For Co-IP experiment, because PLDδ and RPM1 are membrane associated proteins, the microsomal fractions were used for Co-IP. The protein content of RPM1-Myc in the microsomal fractions were determined with Western blots, and the microsomal fractions were re-suspended with the suspension buffer (40 mM Tris-HCl PH 7.5, 150 mM NaCl, 1 mM DTT, 5 mM EDTA, protease inhibitor cocktail, 1% Triton X-100) to equalize RPM1-Myc protein levels between the control and test samples. The samples were rotated at 4°C for 1 h and centrifuged at 20,000 × g for 1 h to remove the insoluble proteins. 30 μL of the anti-GFP conjugated agarose beads (MBL, #D153-8) were added into 1 mL of the supernatants and incubated at 4°C for 3 h.
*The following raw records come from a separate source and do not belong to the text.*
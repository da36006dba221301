//! Display identifiers, bounds, and the validated display map.

use std::fmt;
use std::sync::Arc;

use parking_lot::RwLock;
use serde::{Deserialize, Serialize};
use thiserror::Error;
use tracing::debug;

/// Display geometry error types
#[derive(Error, Debug)]
pub enum DisplayError {
    /// Invalid display dimensions
    #[error("invalid dimensions {width}x{height} for display {id}")]
    InvalidDimensions {
        /// Offending display
        id: ScreenId,
        /// Reported width
        width: u32,
        /// Reported height
        height: u32,
    },

    /// Two display rectangles overlap
    #[error("displays {first} and {second} overlap")]
    Overlap {
        /// First display of the overlapping pair
        first: ScreenId,
        /// Second display of the overlapping pair
        second: ScreenId,
    },

    /// Duplicate display identifier
    #[error("duplicate display id {0}")]
    Duplicate(ScreenId),

    /// More displays than the configured maximum
    #[error("{count} displays exceeds the configured maximum of {max}")]
    TooManyDisplays {
        /// Number of displays supplied
        count: usize,
        /// Configured cap
        max: usize,
    },
}

/// Stable identifier of a shared display within a session.
///
/// Opaque to the rest of the system; ordering is only used to make map
/// iteration deterministic.
#[derive(Debug, Clone, Copy, PartialEq, Eq, PartialOrd, Ord, Hash, Serialize, Deserialize)]
#[serde(transparent)]
pub struct ScreenId(pub u32);

impl fmt::Display for ScreenId {
    fn fmt(&self, f: &mut fmt::Formatter<'_>) -> fmt::Result {
        write!(f, "screen-{}", self.0)
    }
}

/// Pixel rectangle of one display in the unified coordinate space.
#[derive(Debug, Clone, Copy, PartialEq, Serialize, Deserialize)]
pub struct DisplayBounds {
    /// Display identifier
    pub id: ScreenId,

    /// X position in the unified space (pixels)
    pub x: i32,
    /// Y position in the unified space (pixels)
    pub y: i32,

    /// Width in pixels
    pub width: u32,
    /// Height in pixels
    pub height: u32,

    /// DPI scale factor for HiDPI displays
    #[serde(default = "default_scale_factor")]
    pub scale_factor: f64,
}

fn default_scale_factor() -> f64 {
    1.0
}

impl DisplayBounds {
    /// Create bounds with a 1.0 scale factor
    pub fn new(id: ScreenId, x: i32, y: i32, width: u32, height: u32) -> Self {
        Self {
            id,
            x,
            y,
            width,
            height,
            scale_factor: 1.0,
        }
    }

    /// Half-open containment check: `[x, x+w) × [y, y+h)`.
    ///
    /// A point exactly on the right or bottom edge belongs to the
    /// neighbouring display, not this one.
    pub fn contains(&self, px: f64, py: f64) -> bool {
        px >= self.x as f64
            && px < (self.x as i64 + self.width as i64) as f64
            && py >= self.y as f64
            && py < (self.y as i64 + self.height as i64) as f64
    }

    /// Euclidean distance from a point to this rectangle (0 inside).
    pub fn distance_to(&self, px: f64, py: f64) -> f64 {
        let right = (self.x as i64 + self.width as i64) as f64;
        let bottom = (self.y as i64 + self.height as i64) as f64;

        let dx = if px < self.x as f64 {
            self.x as f64 - px
        } else if px > right {
            px - right
        } else {
            0.0
        };
        let dy = if py < self.y as f64 {
            self.y as f64 - py
        } else if py > bottom {
            py - bottom
        } else {
            0.0
        };

        (dx * dx + dy * dy).sqrt()
    }

    /// Proximity score used when no display contains the point.
    ///
    /// Monotonically decreasing in distance, 1.0 inside the rectangle.
    pub fn proximity_to(&self, px: f64, py: f64) -> f64 {
        1.0 / (1.0 + self.distance_to(px, py))
    }

    fn overlaps(&self, other: &DisplayBounds) -> bool {
        let a_right = self.x as i64 + self.width as i64;
        let a_bottom = self.y as i64 + self.height as i64;
        let b_right = other.x as i64 + other.width as i64;
        let b_bottom = other.y as i64 + other.height as i64;

        (self.x as i64) < b_right
            && (other.x as i64) < a_right
            && (self.y as i64) < b_bottom
            && (other.y as i64) < a_bottom
    }
}

/// Validated, immutable set of display bounds for one session.
///
/// Iteration order is deterministic (sorted by [`ScreenId`]), which makes
/// proximity tie-breaking reproducible. The map is cheap to clone behind
/// an `Arc` and is replaced wholesale on reconfiguration, never
/// mutated in place.
#[derive(Debug, Clone, Default, Serialize, Deserialize)]
pub struct DisplayMap {
    displays: Vec<DisplayBounds>,
}

impl DisplayMap {
    /// Build a validated map from raw bounds.
    ///
    /// Rejects zero-area displays, duplicate ids, and overlapping
    /// rectangles. An empty set is valid: attribution simply resolves
    /// nothing until displays arrive.
    pub fn new(mut displays: Vec<DisplayBounds>) -> Result<Self, DisplayError> {
        for d in &displays {
            if d.width == 0 || d.height == 0 {
                return Err(DisplayError::InvalidDimensions {
                    id: d.id,
                    width: d.width,
                    height: d.height,
                });
            }
        }

        displays.sort_by_key(|d| d.id);
        for pair in displays.windows(2) {
            if pair[0].id == pair[1].id {
                return Err(DisplayError::Duplicate(pair[0].id));
            }
        }

        for i in 0..displays.len() {
            for j in (i + 1)..displays.len() {
                if displays[i].overlaps(&displays[j]) {
                    return Err(DisplayError::Overlap {
                        first: displays[i].id,
                        second: displays[j].id,
                    });
                }
            }
        }

        debug!(count = displays.len(), "display map validated");
        Ok(Self { displays })
    }

    /// Number of displays in the map
    pub fn len(&self) -> usize {
        self.displays.len()
    }

    /// Whether the map contains no displays
    pub fn is_empty(&self) -> bool {
        self.displays.is_empty()
    }

    /// Whether the given id is known to this map
    pub fn contains(&self, id: ScreenId) -> bool {
        self.displays.iter().any(|d| d.id == id)
    }

    /// First display in deterministic order, if any
    pub fn first(&self) -> Option<ScreenId> {
        self.displays.first().map(|d| d.id)
    }

    /// Bounds for a display id
    pub fn get(&self, id: ScreenId) -> Option<&DisplayBounds> {
        self.displays.iter().find(|d| d.id == id)
    }

    /// Iterate displays in deterministic (id-sorted) order
    pub fn iter(&self) -> impl Iterator<Item = &DisplayBounds> {
        self.displays.iter()
    }

    /// Resolve a point to a display.
    ///
    /// Exact half-open containment wins; otherwise the display with the
    /// highest proximity. Ties break toward the earlier display in
    /// iteration order.
    pub fn locate(&self, px: f64, py: f64) -> Option<ScreenId> {
        if self.displays.is_empty() {
            return None;
        }

        if let Some(hit) = self.displays.iter().find(|d| d.contains(px, py)) {
            return Some(hit.id);
        }

        let mut best: Option<(ScreenId, f64)> = None;
        for d in &self.displays {
            let score = d.proximity_to(px, py);
            match best {
                Some((_, s)) if score <= s => {}
                _ => best = Some((d.id, score)),
            }
        }
        best.map(|(id, _)| id)
    }
}

/// Swap-a-snapshot handle to the current display map.
///
/// Readers take a cheap `Arc` clone per use; [`SharedDisplayMap::replace`]
/// swaps the snapshot atomically so attribution never observes a
/// half-updated topology.
#[derive(Debug, Clone)]
pub struct SharedDisplayMap {
    inner: Arc<RwLock<Arc<DisplayMap>>>,
}

impl SharedDisplayMap {
    /// Wrap an initial map
    pub fn new(map: DisplayMap) -> Self {
        Self {
            inner: Arc::new(RwLock::new(Arc::new(map))),
        }
    }

    /// Current snapshot
    pub fn current(&self) -> Arc<DisplayMap> {
        self.inner.read().clone()
    }

    /// Atomically replace the map
    pub fn replace(&self, map: DisplayMap) {
        *self.inner.write() = Arc::new(map);
    }
}

impl Default for SharedDisplayMap {
    fn default() -> Self {
        Self::new(DisplayMap::default())
    }
}
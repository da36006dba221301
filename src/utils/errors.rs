//! User-Friendly Error Formatting
//!
//! Provides user-friendly error messages with troubleshooting hints
//! for common error scenarios.

use std::fmt::Write;

/// Format error for user consumption
///
/// Takes a technical error and produces a user-friendly message with
/// troubleshooting steps and context.
pub fn format_user_error(error: &anyhow::Error) -> String {
    let mut output = String::new();

    writeln!(&mut output).ok();
    writeln!(
        &mut output,
        "╔════════════════════════════════════════════════════════════╗"
    )
    .ok();
    writeln!(
        &mut output,
        "║                     ERROR                                  ║"
    )
    .ok();
    writeln!(
        &mut output,
        "╚════════════════════════════════════════════════════════════╝"
    )
    .ok();
    writeln!(&mut output).ok();

    let error_msg = error.to_string();

    if error_msg.contains("config") || error_msg.contains("section") {
        format_config_error(&mut output, &error_msg);
    } else if error_msg.contains("trace") {
        format_trace_error(&mut output, &error_msg);
    } else if error_msg.contains("display") || error_msg.contains("screen") {
        format_display_error(&mut output, &error_msg);
    } else {
        format_generic_error(&mut output, &error_msg);
    }

    writeln!(&mut output).ok();
    writeln!(
        &mut output,
        "━━━━━━━━━━━━━━━━━━━━━━━━━━━━━━━━━━━━━━━━━━━━━━━━━━━━━━━━━━"
    )
    .ok();
    writeln!(&mut output, "Technical Details:").ok();
    writeln!(&mut output).ok();
    writeln!(&mut output, "{:#}", error).ok();

    output
}

fn format_config_error(output: &mut String, msg: &str) {
    writeln!(output, "Configuration problem: {}", msg).ok();
    writeln!(output).ok();
    writeln!(output, "Troubleshooting:").ok();
    writeln!(output, "  1. Check the TOML syntax of your config file").ok();
    writeln!(
        output,
        "  2. Thresholds live in [0, 1] and switch_threshold >= stay_threshold"
    )
    .ok();
    writeln!(
        output,
        "  3. Run without --config to use the built-in defaults"
    )
    .ok();
}

fn format_trace_error(output: &mut String, msg: &str) {
    writeln!(output, "Trace problem: {}", msg).ok();
    writeln!(output).ok();
    writeln!(output, "Troubleshooting:").ok();
    writeln!(output, "  1. Traces are JSON lines, one record per line").ok();
    writeln!(
        output,
        "  2. The first record must declare the displays (\"kind\": \"displays\")"
    )
    .ok();
    writeln!(
        output,
        "  3. Timestamps must be non-decreasing milliseconds"
    )
    .ok();
}

fn format_display_error(output: &mut String, msg: &str) {
    writeln!(output, "Display topology problem: {}", msg).ok();
    writeln!(output).ok();
    writeln!(output, "Troubleshooting:").ok();
    writeln!(output, "  1. Display rectangles must not overlap").ok();
    writeln!(output, "  2. Width and height must be non-zero").ok();
    writeln!(
        output,
        "  3. The display count is capped by engine.max_screens"
    )
    .ok();
}

fn format_generic_error(output: &mut String, msg: &str) {
    writeln!(output, "Something went wrong: {}", msg).ok();
}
Beads were washed three times with the suspension buffer. Immunoprecipitates were eluted with 50 μL of the elution buffer (2% SDS) at 37°C for 5 min.
The primary antibodies used for Western blots were the anti-Myc (GeneScript, #A00704), the anti-HA (Roche, #11867423001), the anti-H+-ATPase (Agrisera, #AS07260-100), the anti-β-Actin (Abbkine, #A01050-2), and the anti-T7 (Novagen, #69522).
Confocal Microscopy
The nYFP-tagged proteins and the cYFP-tagged proteins were co-expressed in the leaves of N. benthamiana. The fluorescent images were observed using confocal microscopy according to the BiFC protocol (Walter et al., 2004). YFP was excited at 488 nm and fluorescent emissions were observed at 518–540 nm.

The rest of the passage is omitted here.